Problem details
Please give the data again exactly, with no line dropped.

Collected data
BEGIN
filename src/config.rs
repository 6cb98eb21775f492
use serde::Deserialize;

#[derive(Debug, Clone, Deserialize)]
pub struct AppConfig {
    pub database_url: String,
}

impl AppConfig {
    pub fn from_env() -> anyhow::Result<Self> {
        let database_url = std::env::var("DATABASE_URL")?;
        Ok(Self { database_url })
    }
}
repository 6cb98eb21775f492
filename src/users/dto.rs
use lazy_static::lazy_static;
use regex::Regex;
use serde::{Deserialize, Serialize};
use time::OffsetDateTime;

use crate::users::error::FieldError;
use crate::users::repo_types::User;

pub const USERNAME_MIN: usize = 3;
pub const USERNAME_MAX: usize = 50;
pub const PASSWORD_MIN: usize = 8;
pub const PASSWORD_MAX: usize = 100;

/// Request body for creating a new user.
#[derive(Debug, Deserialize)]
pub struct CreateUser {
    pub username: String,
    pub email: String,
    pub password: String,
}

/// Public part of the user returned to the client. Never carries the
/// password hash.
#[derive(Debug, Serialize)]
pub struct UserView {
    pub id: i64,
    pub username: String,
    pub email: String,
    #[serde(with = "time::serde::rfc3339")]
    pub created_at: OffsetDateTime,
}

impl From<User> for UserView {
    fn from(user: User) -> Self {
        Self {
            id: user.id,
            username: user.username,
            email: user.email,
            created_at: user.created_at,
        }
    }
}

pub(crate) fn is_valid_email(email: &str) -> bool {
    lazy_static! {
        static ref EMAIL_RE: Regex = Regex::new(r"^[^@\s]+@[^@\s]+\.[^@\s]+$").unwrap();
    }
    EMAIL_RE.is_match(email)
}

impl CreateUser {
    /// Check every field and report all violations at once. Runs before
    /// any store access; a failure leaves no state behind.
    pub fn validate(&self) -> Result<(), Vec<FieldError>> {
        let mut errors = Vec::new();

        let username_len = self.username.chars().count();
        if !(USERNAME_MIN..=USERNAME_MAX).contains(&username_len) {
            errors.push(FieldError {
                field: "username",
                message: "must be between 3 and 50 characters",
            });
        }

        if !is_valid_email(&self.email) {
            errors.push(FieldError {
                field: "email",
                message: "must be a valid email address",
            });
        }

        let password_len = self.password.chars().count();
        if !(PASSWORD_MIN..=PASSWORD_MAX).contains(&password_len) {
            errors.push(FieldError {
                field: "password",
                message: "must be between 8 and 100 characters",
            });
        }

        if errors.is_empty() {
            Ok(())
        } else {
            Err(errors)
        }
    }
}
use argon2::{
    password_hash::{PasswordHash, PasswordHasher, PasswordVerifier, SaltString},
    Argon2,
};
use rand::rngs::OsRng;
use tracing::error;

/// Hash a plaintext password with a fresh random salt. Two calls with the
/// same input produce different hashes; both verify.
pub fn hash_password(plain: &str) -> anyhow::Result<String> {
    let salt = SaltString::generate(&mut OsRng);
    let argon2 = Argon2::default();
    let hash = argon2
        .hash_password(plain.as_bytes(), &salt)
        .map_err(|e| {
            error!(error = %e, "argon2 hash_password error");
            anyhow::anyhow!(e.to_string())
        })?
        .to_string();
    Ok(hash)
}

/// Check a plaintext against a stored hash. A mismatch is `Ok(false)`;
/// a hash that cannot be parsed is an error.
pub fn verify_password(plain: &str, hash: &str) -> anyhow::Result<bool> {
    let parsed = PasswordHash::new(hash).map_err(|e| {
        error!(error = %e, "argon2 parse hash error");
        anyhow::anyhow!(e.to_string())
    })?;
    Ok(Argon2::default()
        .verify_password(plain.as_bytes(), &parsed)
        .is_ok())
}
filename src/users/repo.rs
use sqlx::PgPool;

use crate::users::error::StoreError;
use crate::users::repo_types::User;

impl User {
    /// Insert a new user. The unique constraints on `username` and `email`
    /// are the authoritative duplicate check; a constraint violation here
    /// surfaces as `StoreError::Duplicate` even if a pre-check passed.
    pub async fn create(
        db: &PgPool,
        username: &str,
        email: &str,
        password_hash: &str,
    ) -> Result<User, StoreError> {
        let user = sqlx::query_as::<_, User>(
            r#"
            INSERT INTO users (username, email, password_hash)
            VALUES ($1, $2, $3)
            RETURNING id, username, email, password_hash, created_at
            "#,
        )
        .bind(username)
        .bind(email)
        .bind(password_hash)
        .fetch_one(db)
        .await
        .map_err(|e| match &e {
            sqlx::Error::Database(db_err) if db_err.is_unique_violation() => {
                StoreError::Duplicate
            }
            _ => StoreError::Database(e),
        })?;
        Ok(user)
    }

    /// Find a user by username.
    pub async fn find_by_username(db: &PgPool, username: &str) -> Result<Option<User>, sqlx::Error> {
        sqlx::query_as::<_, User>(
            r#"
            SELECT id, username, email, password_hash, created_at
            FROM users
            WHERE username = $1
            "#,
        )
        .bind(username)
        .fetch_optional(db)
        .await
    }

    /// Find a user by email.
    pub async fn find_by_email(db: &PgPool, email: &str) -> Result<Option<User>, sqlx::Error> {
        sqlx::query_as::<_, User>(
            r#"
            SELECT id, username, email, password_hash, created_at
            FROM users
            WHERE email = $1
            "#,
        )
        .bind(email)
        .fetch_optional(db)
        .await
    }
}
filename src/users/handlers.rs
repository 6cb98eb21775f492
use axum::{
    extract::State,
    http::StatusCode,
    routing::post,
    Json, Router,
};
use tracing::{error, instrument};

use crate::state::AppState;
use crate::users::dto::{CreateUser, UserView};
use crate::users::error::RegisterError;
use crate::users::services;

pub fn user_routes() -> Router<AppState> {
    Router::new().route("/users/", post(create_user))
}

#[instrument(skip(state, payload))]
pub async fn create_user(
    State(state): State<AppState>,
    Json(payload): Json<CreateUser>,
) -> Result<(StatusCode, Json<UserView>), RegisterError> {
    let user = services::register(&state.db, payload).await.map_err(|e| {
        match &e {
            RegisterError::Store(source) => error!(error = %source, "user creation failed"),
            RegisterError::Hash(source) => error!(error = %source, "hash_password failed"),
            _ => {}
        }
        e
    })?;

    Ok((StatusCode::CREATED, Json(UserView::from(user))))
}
END
Task result
filename src/config.rs
repository 6cb98eb21775f492
use serde::Deserialize;

#[derive(Debug, Clone, Deserialize)]
pub struct AppConfig {
    pub database_url: String,
}

impl AppConfig {
    pub fn from_env() -> anyhow::Result<Self> {
        let database_url = std::env::var("DATABASE_URL")?;
        Ok(Self { database_url })
    }
}
repository 6cb98eb21775f492
filename src/users/dto.rs
use lazy_static::lazy_static;
use regex::Regex;
use serde::{Deserialize, Serialize};
use time::OffsetDateTime;

use crate::users::error::FieldError;
use crate::users::repo_types::User;

pub const USERNAME_MIN: usize = 3;
pub const USERNAME_MAX: usize = 50;
pub const PASSWORD_MIN: usize = 8;
pub const PASSWORD_MAX: usize = 100;

/// Request body for creating a new user.
#[derive(Debug, Deserialize)]
pub struct CreateUser {
    pub username: String,
    pub email: String,
    pub password: String,
}

/// Public part of the user returned to the client. Never carries the
/// password hash.
#[derive(Debug, Serialize)]
pub struct UserView {
    pub id: i64,
    pub username: String,
    pub email: String,
    #[serde(with = "time::serde::rfc3339")]
    pub created_at: OffsetDateTime,
}

impl From<User> for UserView {
    fn from(user: User) -> Self {
        Self {
            id: user.id,
            username: user.username,
            email: user.email,
            created_at: user.created_at,
        }
    }
}

pub(crate) fn is_valid_email(email: &str) -> bool {
    lazy_static! {
        static ref EMAIL_RE: Regex = Regex::new(r"^[^@\s]+@[^@\s]+\.[^@\s]+$").unwrap();
    }
    EMAIL_RE.is_match(email)
}

impl CreateUser {
    /// Check every field and report all violations at once. Runs before
    /// any store access; a failure leaves no state behind.
    pub fn validate(&self) -> Result<(), Vec<FieldError>> {
        let mut errors = Vec::new();

        let username_len = self.username.chars().count();
        if !(USERNAME_MIN..=USERNAME_MAX).contains(&username_len) {
            errors.push(FieldError {
                field: "username",
                message: "must be between 3 and 50 characters",
            });
        }

        if !is_valid_email(&self.email) {
            errors.push(FieldError {
                field: "email",
                message: "must be a valid email address",
            });
        }

        let password_len = self.password.chars().count();
        if !(PASSWORD_MIN..=PASSWORD_MAX).contains(&password_len) {
            errors.push(FieldError {
                field: "password",
                message: "must be between 8 and 100 characters",
            });
        }

        if errors.is_empty() {
            Ok(())
        } else {
            Err(errors)
        }
    }
}
use argon2::{
    password_hash::{PasswordHash, PasswordHasher, PasswordVerifier, SaltString},
    Argon2,
};
use rand::rngs::OsRng;
use tracing::error;

/// Hash a plaintext password with a fresh random salt. Two calls with the
/// same input produce different hashes; both verify.
pub fn hash_password(plain: &str) -> anyhow::Result<String> {
    let salt = SaltString::generate(&mut OsRng);
    let argon2 = Argon2::default();
    let hash = argon2
        .hash_password(plain.as_bytes(), &salt)
        .map_err(|e| {
            error!(error = %e, "argon2 hash_password error");
            anyhow::anyhow!(e.to_string())
        })?
        .to_string();
    Ok(hash)
}

/// Check a plaintext against a stored hash. A mismatch is `Ok(false)`;
/// a hash that cannot be parsed is an error.
pub fn verify_password(plain: &str, hash: &str) -> anyhow::Result<bool> {
    let parsed = PasswordHash::new(hash).map_err(|e| {
        error!(error = %e, "argon2 parse hash error");
        anyhow::anyhow!(e.to_string())
    })?;
    Ok(Argon2::default()
        .verify_password(plain.as_bytes(), &parsed)
        .is_ok())
}
filename src/users/repo.rs
use sqlx::PgPool;

use crate::users::error::StoreError;
use crate::users::repo_types::User;

impl User {
    /// Insert a new user. The unique constraints on `username` and `email`
    /// are the authoritative duplicate check; a constraint violation here
    /// surfaces as `StoreError::Duplicate` even if a pre-check passed.
    pub async fn create(
        db: &PgPool,
        username: &str,
        email: &str,
        password_hash: &str,
    ) -> Result<User, StoreError> {
        let user = sqlx::query_as::<_, User>(
            r#"
            INSERT INTO users (username, email, password_hash)
            VALUES ($1, $2, $3)
            RETURNING id, username, email, password_hash, created_at
            "#,
        )
        .bind(username)
        .bind(email)
        .bind(password_hash)
        .fetch_one(db)
        .await
        .map_err(|e| match &e {
            sqlx::Error::Database(db_err) if db_err.is_unique_violation() => {
                StoreError::Duplicate
            }
            _ => StoreError::Database(e),
        })?;
        Ok(user)
    }

    /// Find a user by username.
    pub async fn find_by_username(db: &PgPool, username: &str) -> Result<Option<User>, sqlx::Error> {
        sqlx::query_as::<_, User>(
            r#"
            SELECT id, username, email, password_hash, created_at
            FROM users
            WHERE username = $1
            "#,
        )
        .bind(username)
        .fetch_optional(db)
        .await
    }

    /// Find a user by email.
    pub async fn find_by_email(db: &PgPool, email: &str) -> Result<Option<User>, sqlx::Error> {
        sqlx::query_as::<_, User>(
            r#"
            SELECT id, username, email, password_hash, created_at
            FROM users
            WHERE email = $1
            "#,
        )
        .bind(email)
        .fetch_optional(db)
        .await
    }
}
filename src/users/handlers.rs
repository 6cb98eb21775f492
use axum::{
    extract::State,
    http::StatusCode,
    routing::post,
    Json, Router,
};
use tracing::{error, instrument};

use crate::state::AppState;
use crate::users::dto::{CreateUser, UserView};
use crate::users::error::RegisterError;
use crate::users::services;

pub fn user_routes() -> Router<AppState> {
    Router::new().route("/users/", post(create_user))
}

#[instrument(skip(state, payload))]
pub async fn create_user(
    State(state): State<AppState>,
    Json(payload): Json<CreateUser>,
) -> Result<(StatusCode, Json<UserView>), RegisterError> {
    let user = services::register(&state.db, payload).await.map_err(|e| {
        match &e {
            RegisterError::Store(source) => error!(error = %source, "user creation failed"),
            RegisterError::Hash(source) => error!(error = %source, "hash_password failed"),
            _ => {}
        }
        e
    })?;

    Ok((StatusCode::CREATED, Json(UserView::from(user))))
}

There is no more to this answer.